En el último episodio de la tercera temporada de Girls (HBO), la desnortada aspirante a escritora Hanna Horvath
anuncia su marcha de Nueva York a Iowa, pues ha sido aceptada en el
prestigioso posgrado de Escritura fundado en la Universidad del estado
en 1936. Todos se alegran por Hanna, excepto, claro está, su desnortado
novio actor. Es el paso lógico para alguien que se da cabezazos
literales por pertenecer al gremio.
Al mismo tiempo, en alguna nación mediterránea, un joven que empieza a
relacionarse con el mundillo decide ampliar sus conocimientos o darles
un lustre más práctico. Los másteres sobre el asunto están apenas recién
nacidos, cuestan una pasta y la asignaturas (y sus profesores) son las
mismas que cursó en la carrera. Decide apuntarse a un taller de
escritura, Pero, en este caso, quizá no lo comunique en su círculo, ni
lo cuelgue en su muro ni lo mencione en su blog. Tendrá que bregar con
la extrañeza, y las preguntas. Para defenderse, se comparará con los
pintores, que pueden ir a academias o estudian Bellas Artes. Pero, en el
fondo, sabe que un escritor nace y si acaso, se hace solo, pasando frío
y penalidades en una húmeda buhardilla mientras escribe la novela
definitiva.
Confiando en que le dejarán pasar al nivel avanzado, se presenta el
primer día de clase con su bolígrafo y su cuaderno de notas. Advierte la
heterogeneidad de los arquetipos humanos allí presentes: un ama de
casa, un recién jubilado, una economista, un físico, ¡un filósofo!, cuyo
único punto en común parece ser la firme determinación de sacar del
cajón la novela que llevan toda la vida escribiendo. Debe de ser el
único que en el cajón solo tiene calcetines. Comprueba con desazón que
no le han puesto en el nivel avanzado, sino en el inicial. Pasará los
meses siguientes trabajando ejercicios de estilo a lo Queneau,
descubriendo decálogos varios y repasando los elementos del texto
narrativo. Irá identificando a sus compañeros. El que entiende la
escritura como terapia y se desahoga con desconocidos, el adicto a
escucharse en voz alta, el que no tolera ni una crítica, el entusiasta
de todo, el mesurado, el tímido, el que no escribe jamás. Utiliza el
género masculino, pero las mujeres asistentes ganan por mayoría. ¿Pueden
ser estos estereotipos la causa de la frialdad con que se acoge a los
que admiten asistir a un taller de escritura?

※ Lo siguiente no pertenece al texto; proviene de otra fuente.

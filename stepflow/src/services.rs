//! External service lookup consulted during parameter resolution.

use crate::store::{TypeInfo, Value};
use std::any::Any;
use std::collections::HashMap;
use std::sync::Arc;

/// Provides values by type to steps whose inputs the store cannot satisfy.
#[cfg_attr(test, mockall::automock)]
pub trait ServiceLookup: Send + Sync {
    /// Returns a value of the requested type, if one is available.
    fn lookup(&self, type_info: &TypeInfo) -> Option<Value>;
}

impl<F> ServiceLookup for F
where
    F: Fn(&TypeInfo) -> Option<Value> + Send + Sync,
{
    fn lookup(&self, type_info: &TypeInfo) -> Option<Value> {
        self(type_info)
    }
}

/// A type-keyed set of services.
///
/// Trait-object services are registered and requested as `Arc<dyn Trait>`.
#[derive(Debug, Clone, Default)]
pub struct ServiceRegistry {
    services: HashMap<TypeInfo, Value>,
}

impl ServiceRegistry {
    /// Creates an empty registry.
    #[must_use]
    pub fn new() -> Self {
        Self::default()
    }

    /// Registers a service, replacing any previous one of the same type.
    pub fn register<T: Any + Send + Sync>(&mut self, service: T) {
        let value = Value::new(service);
        self.services.insert(value.type_info(), value);
    }

    /// Registers a service.
    #[must_use]
    pub fn with<T: Any + Send + Sync>(mut self, service: T) -> Self {
        self.register(service);
        self
    }

    /// Returns the number of services.
    #[must_use]
    pub fn len(&self) -> usize {
        self.services.len()
    }

    /// Returns true if no services are registered.
    #[must_use]
    pub fn is_empty(&self) -> bool {
        self.services.is_empty()
    }

    /// Shares the registry as a lookup.
    #[must_use]
    pub fn into_shared(self) -> Arc<dyn ServiceLookup> {
        Arc::new(self)
    }
}

impl ServiceLookup for ServiceRegistry {
    fn lookup(&self, type_info: &TypeInfo) -> Option<Value> {
        self.services.get(type_info).cloned()
    }
}
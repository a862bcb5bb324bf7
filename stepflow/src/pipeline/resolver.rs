//! Maps store values and services onto a step's declared inputs.

use super::discovery::Candidate;
use crate::errors::StoreError;
use crate::services::ServiceLookup;
use crate::steps::{Args, ParamDescriptor};
use crate::store::{Store, Value};

/// The result of resolving a step's arguments.
#[derive(Debug)]
pub enum Resolution {
    /// Every required input resolved.
    Ready(Args),
    /// A required input could not be resolved; the step does not run.
    Skipped {
        /// The input that could not be resolved.
        parameter: String,
    },
}

/// Resolves the arguments of a candidate step.
///
/// Each input is resolved, in order of precedence, to the store itself, a
/// compatible store value under its name or aliases, a service of its
/// type, the only store value of its type (when no sibling input shares
/// that type), or its fallback.
///
/// # Errors
///
/// Returns an error when reading a computed entry fails.
pub fn resolve(
    candidate: &Candidate,
    store: &Store,
    services: Option<&dyn ServiceLookup>,
) -> Result<Resolution, StoreError> {
    let inputs = candidate.step.inputs();
    let mut args = Args::new(candidate.name(), store.clone());

    for param in inputs {
        if param.is_skipped_from_resolution() {
            args.push(param.name(), param.fallback().cloned());
            continue;
        }

        let value = resolve_param(param, inputs, store, services)?;
        let required = param.is_required() || candidate.strict || candidate.all_required;
        if required && param.fallback().is_none() && is_missing(param, value.as_ref()) {
            return Ok(Resolution::Skipped {
                parameter: param.name().to_string(),
            });
        }
        args.push(param.name(), value);
    }

    Ok(Resolution::Ready(args))
}

fn resolve_param(
    param: &ParamDescriptor,
    siblings: &[ParamDescriptor],
    store: &Store,
    services: Option<&dyn ServiceLookup>,
) -> Result<Option<Value>, StoreError> {
    if param.is_store() {
        return Ok(Some(Value::new(store.clone())));
    }

    for name in param.names() {
        if let Some(value) = store.get_value(name)? {
            if param.accepts(&value) {
                return Ok(Some(value));
            }
            tracing::trace!(
                param = param.name(),
                key = name,
                found = value.type_name(),
                "store value has an incompatible type"
            );
            break;
        }
    }

    if param.is_any() {
        return Ok(param.fallback().cloned());
    }

    if let Some(value) = services
        .and_then(|lookup| lookup.lookup(&param.type_info()))
        .filter(|value| param.accepts(value))
    {
        return Ok(Some(value));
    }

    let same_type = siblings
        .iter()
        .filter(|sibling| !sibling.is_store() && sibling.type_info() == param.type_info())
        .count();
    if same_type == 1 {
        if let Some(value) = store.single_of_type(param.type_info())? {
            return Ok(Some(value));
        }
    }

    Ok(param.fallback().cloned())
}

fn is_missing(param: &ParamDescriptor, value: Option<&Value>) -> bool {
    value.map_or(true, |value| !param.accepts(value) || param.is_default(value))
}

Medita ampliamente su estrategia de defensa. Sabe que su país, además
de ser de charanga y pandereta, es muy de burbujas. Se desinfló (de
momento) la más grande, pero surgieron otras en su lugar, casi peores.

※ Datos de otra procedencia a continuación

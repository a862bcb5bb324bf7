//! Run configuration.

use crate::errors::ConfigError;
use crate::pipeline::DiscoveryMode;
use crate::store::{Store, WriteMode, DIAGNOSTICS_KEY, STRICT_MISSING_KEY};
use serde::{Deserialize, Serialize};

/// Enables Debug diagnostics when truthy.
pub const ENV_DIAGNOSTICS: &str = "STEPFLOW_DIAGNOSTICS";
/// Makes strict reads fail on absent keys when truthy.
pub const ENV_STRICT_MISSING_KEY: &str = "STEPFLOW_STRICT_MISSING_KEY";
/// Selects the discovery mode: `marked` or `all`.
pub const ENV_DISCOVERY: &str = "STEPFLOW_DISCOVERY";

/// Settings applied to an engine and the stores it runs against.
#[derive(Debug, Clone, PartialEq, Eq, Serialize, Deserialize)]
pub struct RunConfig {
    /// Record Debug diagnostics in the store's message log.
    #[serde(default)]
    pub diagnostics: bool,
    /// Fail strict reads of absent keys.
    #[serde(default)]
    pub strict_missing_key: bool,
    /// Which unmarked steps are discovered.
    #[serde(default = "default_discovery")]
    pub discovery: DiscoveryMode,
}

fn default_discovery() -> DiscoveryMode {
    DiscoveryMode::IncludeMarkedOnly
}

impl Default for RunConfig {
    fn default() -> Self {
        Self {
            diagnostics: false,
            strict_missing_key: false,
            discovery: default_discovery(),
        }
    }
}

impl RunConfig {
    /// Creates a configuration with defaults.
    #[must_use]
    pub fn new() -> Self {
        Self::default()
    }

    /// Enables or disables diagnostics.
    #[must_use]
    pub const fn with_diagnostics(mut self, enabled: bool) -> Self {
        self.diagnostics = enabled;
        self
    }

    /// Enables or disables strict missing-key reads.
    #[must_use]
    pub const fn with_strict_missing_key(mut self, strict: bool) -> Self {
        self.strict_missing_key = strict;
        self
    }

    /// Sets the discovery mode.
    #[must_use]
    pub const fn with_discovery(mut self, discovery: DiscoveryMode) -> Self {
        self.discovery = discovery;
        self
    }

    /// Loads defaults overridden by `STEPFLOW_*` environment variables.
    ///
    /// # Errors
    ///
    /// Returns `InvalidValue` for a variable that does not parse.
    pub fn from_env() -> Result<Self, ConfigError> {
        Self::from_lookup(|var| std::env::var(var).ok())
    }

    /// Loads defaults overridden by the variables `lookup` returns.
    ///
    /// # Errors
    ///
    /// Returns `InvalidValue` for a variable that does not parse.
    pub fn from_lookup<F>(lookup: F) -> Result<Self, ConfigError>
    where
        F: Fn(&str) -> Option<String>,
    {
        Self::default().overridden_by(lookup)
    }

    /// Returns this configuration with the variables `lookup` returns
    /// applied on top.
    ///
    /// # Errors
    ///
    /// Returns `InvalidValue` for a variable that does not parse.
    pub fn overridden_by<F>(mut self, lookup: F) -> Result<Self, ConfigError>
    where
        F: Fn(&str) -> Option<String>,
    {
        if let Some(value) = lookup(ENV_DIAGNOSTICS) {
            self.diagnostics = parse_flag(ENV_DIAGNOSTICS, &value)?;
        }
        if let Some(value) = lookup(ENV_STRICT_MISSING_KEY) {
            self.strict_missing_key = parse_flag(ENV_STRICT_MISSING_KEY, &value)?;
        }
        if let Some(value) = lookup(ENV_DISCOVERY) {
            self.discovery = parse_discovery(&value)?;
        }
        Ok(self)
    }

    /// Parses a JSON configuration document. Absent fields take defaults.
    ///
    /// # Errors
    ///
    /// Returns `Parse` when the document is not a valid configuration.
    pub fn from_json(document: &str) -> Result<Self, ConfigError> {
        Ok(serde_json::from_str(document)?)
    }

    /// Writes the run flags into a store.
    pub fn apply_to(&self, store: &Store, mode: WriteMode) {
        store.set(DIAGNOSTICS_KEY, self.diagnostics, mode);
        store.set(STRICT_MISSING_KEY, self.strict_missing_key, mode);
    }
}

fn parse_flag(var: &str, value: &str) -> Result<bool, ConfigError> {
    match value.trim().to_ascii_lowercase().as_str() {
        "1" | "true" | "yes" | "on" => Ok(true),
        "0" | "false" | "no" | "off" | "" => Ok(false),
        _ => Err(ConfigError::InvalidValue {
            var: var.to_string(),
            value: value.to_string(),
        }),
    }
}

fn parse_discovery(value: &str) -> Result<DiscoveryMode, ConfigError> {
    match value.trim().to_ascii_lowercase().as_str() {
        "marked" | "include_marked_only" => Ok(DiscoveryMode::IncludeMarkedOnly),
        "all" | "include_all" => Ok(DiscoveryMode::IncludeAll),
        _ => Err(ConfigError::InvalidValue {
            var: ENV_DISCOVERY.to_string(),
            value: value.to_string(),
        }),
    }
}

La burbuja de cursos para llenar el tiempo libre, por ejemplo. Y todos
idénticamente adjetivados. La apostilla “creativa” que acompaña
invariablemente los nombres de los infinitos cursos de repostería,
costura, música, es una redundancia y un eufemismo, además. Cámbiese
“creativa” por “re-creativa” y se entenderá mucho mejor lo que se puede
obtener con la matrícula. La escritura es otra cosa, o al menos, tiene
que serlo.
¿Se puede aprender a escribir? Por supuesto. A escribir novelas,
cuentos, guiones, obras teatrales, tesis doctorales. Y si antes se toma
un curso rápido de redacción y estilo, mejor que mejor. Hay manuales
para todo eso. Visto así, ¿A qué ir a un taller literario?
El joven tallerista sabe que, en otras latitudes, los “talleres de
escritores”, no de escritura, son lugares de creación de prestigio.
Pueden tener su espacio en resonantes aulas universitarias de Princeton o
Iowa, en centros comunitarios, o en una cocina de Oregón, como el
taller de Tom Spambauer.
Parece este un buen motivo para asistir a un taller literario.
Escuchar y aprender de un escritor contrastado. O quizá sea ese un error
común, confiar en que el escritor contrastado sea además un magnético
transmisor de su ciencia. Un mago generoso que comparte sus trucos a
cambio de una entrada. Pero no nos engañemos, es una especie más bien
rara. Mucho más aprovechable es el profesor que no habla de sí mismo,
sino de los demás. Chéjov a un lado de la mesa, Carver en el otro, para la sesión inaugural.
El joven sabe, que, realmente, solo hay dos motivos: la necesidad de
ser escuchado, y valorado; y la necesidad de disciplina. Redescubre la
tensión de la fecha límite de entrega, y la presión de que haya alguien
aguardando su trabajo. Él mismo aprenderá a escuchar, y a manejarse
entre perspectivas dispares. Entenderá que la soledad del escritor rinde
más si es compartida.
“Para empezar, no está nada mal”, piensa.